ACF measures the correlation between $y_t$ and $y_{t-k}$ regardless of
their relationships with the intermediate variables
$y_{t-1},y_{t-2},\dots,y_{t-k+1}$. Even if $y_t$ is only correlated with
the first-order lag, it is automatically made correlated with the $k$-th
order lag through intermediate variables.
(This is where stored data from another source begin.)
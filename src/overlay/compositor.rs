use std::sync::Arc;
use std::sync::atomic::{AtomicU64, Ordering};

use crate::foundation::core::{PixelBuffer, UvBounds, Vec2};
use crate::scene::model::MeshNode;

/// Draw order given to overlays so they land after every base surface.
pub const OVERLAY_RENDER_ORDER: i32 = 999;

/// Texels with alpha at or below this value are discarded.
pub const OVERLAY_ALPHA_TEST: f32 = 0.001;

static NEXT_TEXTURE_HANDLE: AtomicU64 = AtomicU64::new(1);

/// Stable identity of an overlay texture for the lifetime of its mesh binding.
#[derive(Clone, Copy, Debug, PartialEq, Eq, Hash)]
pub struct TextureHandle(u64);

impl TextureHandle {
    fn fresh() -> Self {
        Self(NEXT_TEXTURE_HANDLE.fetch_add(1, Ordering::Relaxed))
    }

    /// Raw handle value.
    pub fn get(self) -> u64 {
        self.0
    }
}

/// How overlay texels combine with the surface underneath.
#[derive(Clone, Copy, Debug, PartialEq, Eq)]
pub enum OverlayBlend {
    /// Source-over.
    Normal,
    /// Tint the base surface: `dst * (src + (1 - src_a))`.
    Multiply,
}

/// Depth bias pulling the overlay towards the camera.
#[derive(Clone, Copy, Debug, PartialEq)]
pub struct PolygonOffset {
    /// Slope-scaled component.
    pub factor: f32,
    /// Constant component.
    pub units: f32,
}

/// Fixed render state of an overlay surface.
#[derive(Clone, Copy, Debug, PartialEq)]
pub struct OverlayMaterial {
    /// Blend against the base pass.
    pub blend: OverlayBlend,
    /// Test against the base depth buffer.
    pub depth_test: bool,
    /// Write depth.
    pub depth_write: bool,
    /// Draw order, higher draws later.
    pub render_order: i32,
    /// Forward depth bias.
    pub polygon_offset: PolygonOffset,
    /// Alpha discard threshold.
    pub alpha_test: f32,
    /// Texture colors are premultiplied.
    pub premultiplied_alpha: bool,
}

impl Default for OverlayMaterial {
    fn default() -> Self {
        Self {
            blend: OverlayBlend::Multiply,
            depth_test: true,
            depth_write: false,
            render_order: OVERLAY_RENDER_ORDER,
            polygon_offset: PolygonOffset {
                factor: -1.0,
                units: -1.0,
            },
            alpha_test: OVERLAY_ALPHA_TEST,
            premultiplied_alpha: true,
        }
    }
}

/// Overlay image plus its texture-space mapping.
///
/// Sampling is clamp-to-edge with linear filtering and no vertical flip; a mesh UV maps to
/// `uv * repeat + offset` in image space.
#[derive(Clone, Debug)]
pub struct OverlayTexture {
    handle: TextureHandle,
    image: Arc<PixelBuffer>,
    repeat: Vec2,
    offset: Vec2,
    generation: u64,
}

impl OverlayTexture {
    /// Stable handle.
    pub fn handle(&self) -> TextureHandle {
        self.handle
    }

    /// Current image.
    pub fn image(&self) -> &Arc<PixelBuffer> {
        &self.image
    }

    /// Texture repeat.
    pub fn repeat(&self) -> Vec2 {
        self.repeat
    }

    /// Texture offset.
    pub fn offset(&self) -> Vec2 {
        self.offset
    }

    /// Content revision; bumped whenever the image is swapped and needs re-upload.
    pub fn generation(&self) -> u64 {
        self.generation
    }

    /// Image-space coordinate of a mesh UV.
    pub fn map_uv(&self, uv: Vec2) -> Vec2 {
        uv * self.repeat + self.offset
    }
}

/// The single overlay carried by a mesh.
#[derive(Clone, Debug)]
pub struct Overlay {
    /// Texture and mapping.
    pub texture: OverlayTexture,
    /// Render state.
    pub material: OverlayMaterial,
}

/// Result of [`bind`].
#[derive(Clone, Copy, Debug, PartialEq, Eq)]
pub enum BindOutcome {
    /// A new overlay was attached to the mesh.
    Created,
    /// The existing overlay received new content.
    Updated,
}

/// `(repeat, offset)` that stretches a full image over `bounds`.
pub fn texture_mapping(bounds: UvBounds) -> (Vec2, Vec2) {
    let extent = bounds.clamped_extent();
    let repeat = Vec2::ONE / extent;
    let offset = Vec2::new(-bounds.u_min / extent.x, -bounds.v_min / extent.y);
    (repeat, offset)
}

/// Create or update the overlay of `node`.
///
/// An existing overlay keeps its handle and material; only the image is swapped and its
/// generation bumped. The mapping is recomputed from `bounds` unless `preserve_mapping` is set.
pub fn bind(
    node: &mut MeshNode,
    bounds: UvBounds,
    image: Arc<PixelBuffer>,
    preserve_mapping: bool,
) -> BindOutcome {
    if let Some(overlay) = node.overlay.as_mut() {
        let tex = &mut overlay.texture;
        tex.image = image;
        tex.generation += 1;
        if !preserve_mapping {
            (tex.repeat, tex.offset) = texture_mapping(bounds);
        }
        tracing::trace!(mesh = %node.name, generation = tex.generation, "overlay updated");
        return BindOutcome::Updated;
    }

    let (repeat, offset) = texture_mapping(bounds);
    node.overlay = Some(Overlay {
        texture: OverlayTexture {
            handle: TextureHandle::fresh(),
            image,
            repeat,
            offset,
            generation: 0,
        },
        material: OverlayMaterial::default(),
    });
    tracing::debug!(mesh = %node.name, "overlay created");
    BindOutcome::Created
}

#[cfg(test)]
#[path = "../../tests/unit/overlay/compositor.rs"]
mod tests;
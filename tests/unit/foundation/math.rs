use super::*;

#[test]
fn mul_div255_rounds_to_nearest() {
    assert_eq!(mul_div255_u8(255, 255), 255);
    assert_eq!(mul_div255_u8(128, 255), 128);
    assert_eq!(mul_div255_u8(0, 200), 0);
    assert_eq!(mul_div255_u8(100, 128), 50);
}

#[test]
fn premultiply_zeroes_transparent_and_scales_partial() {
    let mut px = vec![200u8, 100, 50, 0, 100, 50, 200, 128];
    premultiply_rgba8_in_place(&mut px);
    assert_eq!(&px[..4], &[0, 0, 0, 0]);
    assert_eq!(
        &px[4..],
        &[
            ((100u16 * 128 + 127) / 255) as u8,
            ((50u16 * 128 + 127) / 255) as u8,
            ((200u16 * 128 + 127) / 255) as u8,
            128
        ]
    );
}

#[test]
fn unpremultiply_restores_opaque_and_partial_within_one() {
    let original = [100u8, 50, 200, 128];
    let mut px = original.to_vec();
    premultiply_rgba8_in_place(&mut px);
    unpremultiply_rgba8_in_place(&mut px);
    for i in 0..3 {
        assert!((i32::from(px[i]) - i32::from(original[i])).abs() <= 1);
    }
    assert_eq!(px[3], 128);
}
use super::*;

#[test]
fn display_prefixes_are_stable() {
    assert!(
        StudioError::validation("x")
            .to_string()
            .contains("validation error:")
    );
    assert!(StudioError::decode("x").to_string().contains("decode error:"));
    assert!(StudioError::load("x").to_string().contains("load error:"));
    assert!(StudioError::render("x").to_string().contains("render error:"));
    assert!(
        StudioError::serde("x")
            .to_string()
            .contains("serialization error:")
    );
}

#[test]
fn other_preserves_source() {
    let base = std::io::Error::other("boom");
    let err = StudioError::Other(anyhow::Error::new(base));
    assert!(err.to_string().contains("boom"));
}
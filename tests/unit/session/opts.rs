use super::*;

#[test]
fn defaults() {
    let o = StudioOpts::default();
    assert_eq!(o.texture_size, 4096);
    assert_eq!(o.preview_size, 1024);
    assert_eq!(o.fit, FitMode::FitHeight);
    assert_eq!(o.capture, CaptureOpts::default());
    assert!((o.capture_distance_factor - 1.07).abs() < 1e-6);
    o.validate().unwrap();
}

#[test]
fn partial_json_keeps_defaults() {
    let o = StudioOpts::from_reader(
        r#"{ "texture_size": 512, "fit": "contain", "capture": { "width": 320 } }"#.as_bytes(),
    )
    .unwrap();
    assert_eq!(o.texture_size, 512);
    assert_eq!(o.fit, FitMode::Contain);
    assert_eq!(o.capture.width, 320);
    assert_eq!(o.capture.height, 1200);
    assert_eq!(o.effective_preview_size(), 512);
}

#[test]
fn invalid_json_is_rejected() {
    let err = StudioOpts::from_reader(r#"{ "texture_sz": 1 }"#.as_bytes()).unwrap_err();
    assert!(matches!(err, StudioError::Serde(_)));

    let err = StudioOpts::from_reader(r#"{ "preview_size": 0 }"#.as_bytes()).unwrap_err();
    assert!(matches!(err, StudioError::Validation(_)));
}

#[test]
fn json_file_round_trip() {
    let dir = std::path::Path::new("target").join("unit-opts");
    std::fs::create_dir_all(&dir).unwrap();
    let path = dir.join("studio.json");
    let opts = StudioOpts {
        preview_size: 256,
        ..StudioOpts::default()
    };
    std::fs::write(&path, serde_json::to_vec_pretty(&opts).unwrap()).unwrap();
    assert_eq!(StudioOpts::from_json_path(&path).unwrap(), opts);

    assert!(StudioOpts::from_json_path(dir.join("missing.json")).is_err());
}
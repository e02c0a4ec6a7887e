use std::sync::LazyLock;

use regex::Regex;
use unicode_normalization::{UnicodeNormalization, char::is_combining_mark};

/// Name given to meshes that arrive without one.
pub const UNNAMED_MESH: &str = "(unnamed)";

static SEPARATOR_RUN_RE: LazyLock<Regex> = LazyLock::new(|| re(r"[\s\-]+"));
static NUMERIC_SUFFIX_RE: LazyLock<Regex> = LazyLock::new(|| re(r"(?:_\d+)+$"));

fn re(pattern: &str) -> Regex {
    Regex::new(pattern).unwrap_or_else(|e| panic!("invalid built-in pattern {pattern:?}: {e}"))
}

/// Derive the piece key for a raw mesh name.
///
/// `"Manga Izq-2"`, `"manga_izq_1"` and `"MANGA IZQ"` all map to `"MANGA_IZQ"`, so mirrored or
/// split meshes share one piece. The mapping is idempotent.
pub fn canonicalize(raw: &str) -> String {
    let raw = raw.trim();
    let raw = if raw.is_empty() { UNNAMED_MESH } else { raw };

    let upper = raw.to_uppercase();
    let stripped: String = upper.nfd().filter(|c| !is_combining_mark(*c)).collect();
    let separated = SEPARATOR_RUN_RE.replace_all(&stripped, "_");
    let key = NUMERIC_SUFFIX_RE.replace(&separated, "");
    if key.is_empty() {
        UNNAMED_MESH.to_uppercase()
    } else {
        key.into_owned()
    }
}

#[cfg(test)]
#[path = "../../tests/unit/pieces/naming.rs"]
mod tests;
Sometime we are interested in
the correlation between $y_t$ and $y_{t-k}$ partialling out the
influence of intermediate variables.

::: {#def-pacf}
The partial autocorrelation function (PACF) considers the correlation
between the remaining parts in $y_t$ and $y_{t-k}$ after partialling out
the intermediate effect of $y_{t-1},y_{t-2},\dots,y_{t-k+1}$.

$$
\phi_k = \begin{cases}
\text{corr}(y_t, y_{t-1})=\rho_{_1}, \text{ if } k=1;\\
\text{corr}(r_{y_t|y_{t-1},\dots,y_{t-k+1}}, r_{y_{t-k}|y_{t-1},\dots,y_{t-k+1}}), \text{ if } k\geq 2;
\end{cases}
$$

where $r_{y|x}$ means the remainder in $y$ after partialling out the
intermediate effect of $x$.
:::

In practice, $\phi_k$ can be estimated by the regression

$$
y_t = \mu + \phi_1 y_{t-1} + \phi_2 y_{t-2} + \dots + \phi_k y_{t-k} + \epsilon_t.
$$

The estimated coefficient $\hat\phi_k$ is the partial autocorrelation
after controlling the intermediate lags.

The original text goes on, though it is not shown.